19.ª – A condutora do XC, sabendo que ia ultrapassar uma criança de tenra idade, deveria ter tomado consciência do perigo e rodear-se de cuidados redobrados e especialmente acrescidos, evitando essa ultrapassagem, por forma a prevenir e evitar o risco de acidente.
20.ª – Daí que nos pareça que foi a única e exclusiva culpada.
21.ª – Caso assim não se entenda e mereça acolhimento a tese da existência de responsabilidades concorrenciais, será justo e equitativo repartir tais responsabilidades na proporção de 1/3 para o menor e 2/3 para a condutora do veículo seguro pela recorrida.
22.ª – A douta sentença recorrida violou, entre outras normas, os arts. 483.º, 486.º, 487.º, n.º 2, e 570.º, n.º 1, todos do Código Civil.

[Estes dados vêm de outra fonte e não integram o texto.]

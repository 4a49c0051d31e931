//! StatusBar widget - two lines at the bottom of the screen
//!
//! - Top line: horizontal separator
//! - Bottom line: status message, in the error color when it reports a failure

use ratatui::{buffer::Buffer, layout::Rect, style::Style};

use crate::tui::component::ElementWidget;
use crate::tui::constants::ERROR_FG;

#[derive(Debug, Clone)]
pub struct StatusBarWidget {
    pub message: String,
    pub is_error: bool,
}

impl ElementWidget for StatusBarWidget {
    fn render(&self, area: Rect, buf: &mut Buffer) {
        if area.height == 0 || area.width == 0 {
            return;
        }

        let separator = "─".repeat(area.width as usize);
        buf.set_string(area.x, area.y, &separator, Style::default());

        if area.height < 2 {
            return;
        }
        let style = if self.is_error {
            Style::default().fg(ERROR_FG)
        } else {
            Style::default()
        };
        buf.set_stringn(
            area.x,
            area.y + 1,
            format!(" {}", self.message),
            area.width as usize,
            style,
        );
    }

    fn clone_box(&self) -> Box<dyn ElementWidget> {
        Box::new(self.clone())
    }
}

#[cfg(test)]
mod tests {
    use super::*;
    use crate::tui::testing::{assert_buffer, render_widget};

    #[test]
    fn test_status_bar_renders_separator_and_message() {
        let widget = StatusBarWidget {
            message: "Configuration saved at 10:15:00".to_string(),
            is_error: false,
        };

        let buf = render_widget(&widget, 40, 2);

        assert_buffer(
            &buf,
            &[
                "────────────────────────────────────────",
                " Configuration saved at 10:15:00",
            ],
        );
        assert_eq!(buf[(1, 1)].fg, ratatui::style::Color::Reset);
    }

    #[test]
    fn test_error_message_uses_error_color() {
        let widget = StatusBarWidget {
            message: "Failed to save config".to_string(),
            is_error: true,
        };

        let buf = render_widget(&widget, 30, 2);

        assert_eq!(buf[(1, 1)].fg, ERROR_FG);
    }

    #[test]
    fn test_long_message_is_truncated() {
        let widget = StatusBarWidget {
            message: "abcdefghij".to_string(),
            is_error: false,
        };

        let buf = render_widget(&widget, 5, 2);

        assert_buffer(&buf, &["─────", " abcd"]);
    }
}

Foram proferidas contra – alegações.

O recurso veio a ser admitido neste tribunal da Relação na espécie e com os efeitos e regime de subida fixados no despacho de admissão do recurso na 1ª instância.

Colhidos os vistos legais, cumpre decidir.

Delimitação do objecto do recurso: Questões a decidir.

O objecto do recurso é delimitado pelas conclusões das alegações dos recorrentes, tal como decorre das disposições legais dos artº 635º-nº3 do Código de Processo Civil, não podendo o tribunal conhecer de quaisquer outras questões “salvo se a lei lhe permitir ou impuser o conhecimento oficioso de outras “(artº 608º-nº2 do CPC).

E, de entre estas questões, excepto no tocante aquelas que o tribunal conhece ex officio, o Tribunal de 2ª instância apenas poderá tomar conhecimento das questões já trazidas aos autos pelas partes, nos termos do artº 5ºdo CPC, não podendo a parte nas alegações de recurso e respectivas conclusões vir suscitar e requerer a apreciação de questões ou excepções novas.

Atentas as conclusões da apelação deduzidas, e supra descritas, são as seguintes as questões a apreciar :

- da culpa/risco na produção do acidente
-do quantum indemnizatório

A- Recurso de apelação da Ré seguradora

- por força dos artºs 570º/1, 571º e 505º do CC, mostra-se excluída a responsabilidade da condutora do XC ?
- a quantia, de € 100.000, arbitrada para compensar o dano da morte do menor mostra-se jurisprudencialmente exces-siva e violadora do artº 566º/1 do CC.?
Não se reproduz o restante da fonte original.